He said the turbulence was tied to debates going on in the state Legislature and Congress, where ideas ranging from offering illegal immigrants a chance at citizenship to making them felons are being floated.
Freshman Chelsea Garcia, 15, and junior Brittany Ramage, 16, said the unrest had more to do with long-running racial tensions at the school.
The week's events might have sparked some anger, Ramage said, "but kids aren't too deep about that stuff."
The Hispanic student who brought the Mexican flag said he was responding to a remark directed at him Wednesday. The flag-raising, flag-burning, and shoving match that followed happened before most students arrived at school.
Six students three Hispanic and three white will be disciplined, Principal Chad Wilson said.

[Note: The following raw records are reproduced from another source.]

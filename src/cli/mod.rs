//! Command Line Interface for the seoscribe analysis engine.

pub mod args;
pub mod commands;
pub mod output;

// Re-export commonly used types
pub use args::*;
pub use commands::*;
pub use output::*;
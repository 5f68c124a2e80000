//! Sub-score curves and numeric boundaries for the composite SEO score.
//!
//! Every sub-score and the final score pass through [`clamp_score`]; the
//! underlying curves are allowed to overshoot, the reported values never are.

use crate::seo::config::{DensityBand, LengthBand, ScoreWeights, StructureRule};

/// Lower bound of every reported score.
pub const MIN_SCORE: f64 = 0.0;
/// Upper bound of every reported score.
pub const MAX_SCORE: f64 = 100.0;

/// Clamp a score into `[0, 100]`. Non-finite input maps to 0.
pub fn clamp_score(value: f64) -> f64 {
    if value.is_nan() {
        return MIN_SCORE;
    }
    value.clamp(MIN_SCORE, MAX_SCORE)
}

/// Round to two decimal places, the precision of every reported percentage.
pub fn round2(value: f64) -> f64 {
    (value * 100.0).round() / 100.0
}

/// Length sub-score for a word count.
pub fn length_score(word_count: usize, band: &LengthBand) -> f64 {
    let words = word_count as f64;
    let min = band.min_words as f64;
    let max = band.max_words as f64;
    let zero_at = band.zero_at_words as f64;

    let raw = if words < min {
        MAX_SCORE * words / min
    } else if words <= max {
        MAX_SCORE
    } else {
        MAX_SCORE * (zero_at - words) / (zero_at - max)
    };

    clamp_score(raw)
}

/// Density sub-score for the average keyword density (percent).
///
/// No keywords at all, or keywords that never occur, score 0.
pub fn density_score(average_percent: Option<f64>, band: &DensityBand) -> f64 {
    let d = match average_percent {
        Some(d) if d > 0.0 => d,
        _ => return MIN_SCORE,
    };

    let raw = if d < band.min_percent {
        MAX_SCORE * d / band.min_percent
    } else if d <= band.max_percent {
        MAX_SCORE
    } else {
        MAX_SCORE * (band.zero_at_percent - d) / (band.zero_at_percent - band.max_percent)
    };

    clamp_score(raw)
}

/// Readability sub-score: higher reading ease maps to a higher score.
pub fn readability_score(flesch_kincaid: f64) -> f64 {
    clamp_score(flesch_kincaid)
}

/// Population standard deviation of sentence word counts.
pub fn sentence_length_std_dev(sentence_lengths: &[usize]) -> f64 {
    if sentence_lengths.is_empty() {
        return 0.0;
    }
    let n = sentence_lengths.len() as f64;
    let mean = sentence_lengths.iter().sum::<usize>() as f64 / n;
    let variance = sentence_lengths
        .iter()
        .map(|&len| {
            let diff = len as f64 - mean;
            diff * diff
        })
        .sum::<f64>()
        / n;
    variance.sqrt()
}

/// Structure sub-score from sentence-length variety.
pub fn structure_score(sentence_lengths: &[usize], rule: &StructureRule) -> f64 {
    if sentence_lengths.iter().all(|&len| len == 0) {
        return MIN_SCORE;
    }
    if sentence_lengths.len() >= 2 && sentence_length_std_dev(sentence_lengths) >= rule.min_std_dev
    {
        return MAX_SCORE;
    }
    clamp_score(rule.default_score)
}

/// Weighted sum of the four sub-scores, rounded to a whole number.
pub fn composite_score(
    weights: &ScoreWeights,
    length: f64,
    density: f64,
    readability: f64,
    structure: f64,
) -> u32 {
    let sum = weights.length * length
        + weights.density * density
        + weights.readability * readability
        + weights.structure * structure;
    clamp_score(sum.round()) as u32
}
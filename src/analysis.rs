//! Text analysis for the SEO engine.
//!
//! This module provides the tokenization and statistics substrate shared by
//! keyword extraction, readability scoring and the SEO composer: sentence-aware
//! tokenization, token filters (lowercasing, stop words), the analysis pipeline
//! and syllable counting.

pub mod analyzer;
pub mod syllable;
pub mod token;
pub mod token_filter;
pub mod tokenizer;
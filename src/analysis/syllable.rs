//! Heuristic English syllable counting.
//!
//! Counts groups of consecutive vowels (`a e i o u y`) and then applies one
//! suffix correction:
//!
//! - a silent trailing `e` ("make"), except `le` after a consonant ("table")
//! - `ed` not preceded by `t` or `d` ("jumped", but not "wanted")
//! - `es` not preceded by a sibilant ("makes", "websites", but not "boxes")
//!
//! Every non-empty word has at least one syllable. The count is a pure
//! function of the word, so exact values can be pinned in tests.
//!
//! # Examples
//!
//! ```
//! use seoscribe::analysis::syllable::count_syllables;
//!
//! assert_eq!(count_syllables("readability"), 5);
//! assert_eq!(count_syllables("make"), 1);
//! assert_eq!(count_syllables("table"), 2);
//! assert_eq!(count_syllables(""), 0);
//! ```

fn is_vowel(c: char) -> bool {
    matches!(c, 'a' | 'e' | 'i' | 'o' | 'u' | 'y')
}

/// Count the syllables of a single word.
pub fn count_syllables(word: &str) -> usize {
    if word.is_empty() {
        return 0;
    }

    let letters: Vec<char> = word
        .chars()
        .filter(|c| c.is_alphabetic())
        .flat_map(char::to_lowercase)
        .collect();

    // Numbers and symbols still read as one unit.
    if letters.len() <= 3 {
        return 1;
    }

    let mut groups = 0;
    let mut previous_vowel = false;
    for &c in &letters {
        let vowel = is_vowel(c);
        if vowel && !previous_vowel {
            groups += 1;
        }
        previous_vowel = vowel;
    }

    if groups > 1 && has_silent_suffix(&letters) {
        groups -= 1;
    }

    groups.max(1)
}

fn has_silent_suffix(letters: &[char]) -> bool {
    let n = letters.len();
    let last = letters[n - 1];
    let second = letters[n - 2];
    let third = letters[n - 3];

    match (second, last) {
        ('l', 'e') => is_vowel(third),
        (_, 'e') => !is_vowel(second),
        ('e', 'd') => !matches!(third, 't' | 'd'),
        ('e', 's') => {
            let sibilant = matches!(third, 's' | 'x' | 'z' | 'c' | 'g')
                || (third == 'h' && matches!(letters[n - 4], 'c' | 's'));
            !sibilant && !is_vowel(third)
        }
        _ => false,
    }
}
//! Validated request bodies.
//!
//! Every request arrives as a JSON object with camelCase keys. Decoding
//! failures (wrong types, non-object bodies) and blank content are reported
//! as [`SeoError::InvalidInput`].

use serde::de::DeserializeOwned;
use serde::{Deserialize, Serialize};
use serde_json::Value;

use crate::error::{Result, SeoError};

/// Message returned when the content field is missing or blank.
pub const CONTENT_REQUIRED: &str = "Content is required";

/// Common behavior of requests that carry a `content` field.
pub trait ContentRequest: DeserializeOwned {
    /// The submitted content, empty when absent.
    fn content(&self) -> &str;

    /// Reject requests without usable content.
    fn validate(&self) -> Result<()> {
        if self.content().trim().is_empty() {
            return Err(SeoError::invalid_input(CONTENT_REQUIRED));
        }
        Ok(())
    }

    /// Decode and validate a request from a JSON body.
    fn from_value(value: Value) -> Result<Self> {
        let request: Self =
            serde_json::from_value(value).map_err(|e| SeoError::invalid_input(e.to_string()))?;
        request.validate()?;
        Ok(request)
    }
}

/// Treats `""` the same as an absent field.
fn non_empty(value: &Option<String>) -> Option<&str> {
    value.as_deref().filter(|s| !s.is_empty())
}

/// Body of a plain SEO analysis.
#[derive(Debug, Clone, Default, PartialEq, Serialize, Deserialize)]
#[serde(rename_all = "camelCase")]
pub struct AnalyzeSeoRequest {
    #[serde(default)]
    pub content: Option<String>,
    #[serde(default)]
    pub keywords: Option<Vec<String>>,
}

impl ContentRequest for AnalyzeSeoRequest {
    fn content(&self) -> &str {
        self.content.as_deref().unwrap_or_default()
    }
}

/// Body of a keyword suggestion.
#[derive(Debug, Clone, Default, PartialEq, Serialize, Deserialize)]
#[serde(rename_all = "camelCase")]
pub struct SuggestKeywordsRequest {
    #[serde(default)]
    pub content: Option<String>,
    #[serde(default)]
    pub count: Option<usize>,
}

impl SuggestKeywordsRequest {
    /// Requested count, or `default` when absent or zero.
    pub fn count_or(&self, default: usize) -> usize {
        self.count.filter(|&n| n > 0).unwrap_or(default)
    }
}

impl ContentRequest for SuggestKeywordsRequest {
    fn content(&self) -> &str {
        self.content.as_deref().unwrap_or_default()
    }
}

/// Body of an AI rewrite.
#[derive(Debug, Clone, Default, PartialEq, Serialize, Deserialize)]
#[serde(rename_all = "camelCase")]
pub struct RewriteRequest {
    #[serde(default)]
    pub content: Option<String>,
    #[serde(default)]
    pub target_tone: Option<String>,
    #[serde(default)]
    pub keywords: Option<Vec<String>>,
    #[serde(default)]
    pub draft_id: Option<String>,
}

impl RewriteRequest {
    /// Requested tone, or `default` when absent or empty.
    pub fn tone_or<'a>(&'a self, default: &'a str) -> &'a str {
        non_empty(&self.target_tone).unwrap_or(default)
    }

    /// Draft the rewrite belongs to; empty when none was given.
    pub fn draft_id(&self) -> &str {
        self.draft_id.as_deref().unwrap_or_default()
    }

    /// Caller-supplied keywords, if any were given.
    pub fn keywords(&self) -> Option<&[String]> {
        self.keywords.as_deref().filter(|list| !list.is_empty())
    }
}

impl ContentRequest for RewriteRequest {
    fn content(&self) -> &str {
        self.content.as_deref().unwrap_or_default()
    }
}

/// Body of a proofreading pass.
#[derive(Debug, Clone, Default, PartialEq, Serialize, Deserialize)]
#[serde(rename_all = "camelCase")]
pub struct ProofreadRequest {
    #[serde(default)]
    pub content: Option<String>,
    /// Accepted for compatibility; the collaborator decides how to use it.
    #[serde(default)]
    pub target_audience: Option<String>,
}

impl ContentRequest for ProofreadRequest {
    fn content(&self) -> &str {
        self.content.as_deref().unwrap_or_default()
    }
}

/// Body of a meta tag generation.
#[derive(Debug, Clone, Default, PartialEq, Serialize, Deserialize)]
#[serde(rename_all = "camelCase")]
pub struct MetaRequest {
    #[serde(default)]
    pub content: Option<String>,
    #[serde(default)]
    pub primary_keyword: Option<String>,
}

impl MetaRequest {
    /// The primary keyword, when a non-empty one was given.
    pub fn primary_keyword(&self) -> Option<&str> {
        non_empty(&self.primary_keyword)
    }
}

impl ContentRequest for MetaRequest {
    fn content(&self) -> &str {
        self.content.as_deref().unwrap_or_default()
    }
}
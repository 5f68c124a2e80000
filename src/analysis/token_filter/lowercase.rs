//! Lowercase filter implementation.
//!
//! Converts token text to lowercase so that keyword matching and candidate
//! deduplication are case-insensitive.
//!
//! # Examples
//!
//! ```
//! use seoscribe::analysis::token_filter::Filter;
//! use seoscribe::analysis::token_filter::lowercase::LowercaseFilter;
//! use seoscribe::analysis::token::Token;
//!
//! let filter = LowercaseFilter::new();
//! let tokens = vec![Token::new("Hello", 0), Token::new("WORLD", 1)];
//! let filtered = filter.filter(tokens);
//!
//! assert_eq!(filtered[0].text, "hello");
//! assert_eq!(filtered[1].text, "world");
//! ```

use crate::analysis::token::Token;
use crate::analysis::token_filter::Filter;

#[derive(Clone, Debug, Default)]
pub struct LowercaseFilter;

impl LowercaseFilter {
    pub fn new() -> Self {
        LowercaseFilter
    }
}

impl Filter for LowercaseFilter {
    fn filter(&self, tokens: Vec<Token>) -> Vec<Token> {
        tokens
            .into_iter()
            .map(|mut token| {
                if !token.is_stopped() && token.text.chars().any(char::is_uppercase) {
                    token.text = token.text.to_lowercase();
                }
                token
            })
            .collect()
    }

    fn name(&self) -> &'static str {
        "lowercase"
    }
}

#[cfg(test)]
mod tests {
    use super::*;

    #[test]
    fn test_lowercase_filter() {
        let filter = LowercaseFilter::new();
        let tokens = vec![
            Token::new("Hello", 0),
            Token::new("WORLD", 1),
            Token::new("Ünïcode", 2),
            Token::new("Test", 3).stop(),
        ];

        let result = filter.filter(tokens);

        assert_eq!(result.len(), 4);
        assert_eq!(result[0].text, "hello");
        assert_eq!(result[1].text, "world");
        assert_eq!(result[2].text, "ünïcode");
        assert_eq!(result[3].text, "Test"); // Stopped tokens are not processed
    }

    #[test]
    fn test_filter_name() {
        assert_eq!(LowercaseFilter::new().name(), "lowercase");
    }
}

Officials with the Apache Junction Unified School District would not specify what punishment the six face.
Wilson did say in a letter sent home to parents that there would be "increased supervision, including additional police officers, on the campus over the next couple of days."
School flagpoles have been lightning rods across the country this week, including an incident in which a Houston high-school principal was disciplined after he flew a Mexican flag underneath his campus' U.S. and state flags.
A new political awareness among students has also been grabbing attention, as thousands have walked out on classes to join rallies in Phoenix and elsewhere. More than 100 students from Mesa's Carson Junior High and Westwood High schools marched in protest on Mesa streets Tuesday.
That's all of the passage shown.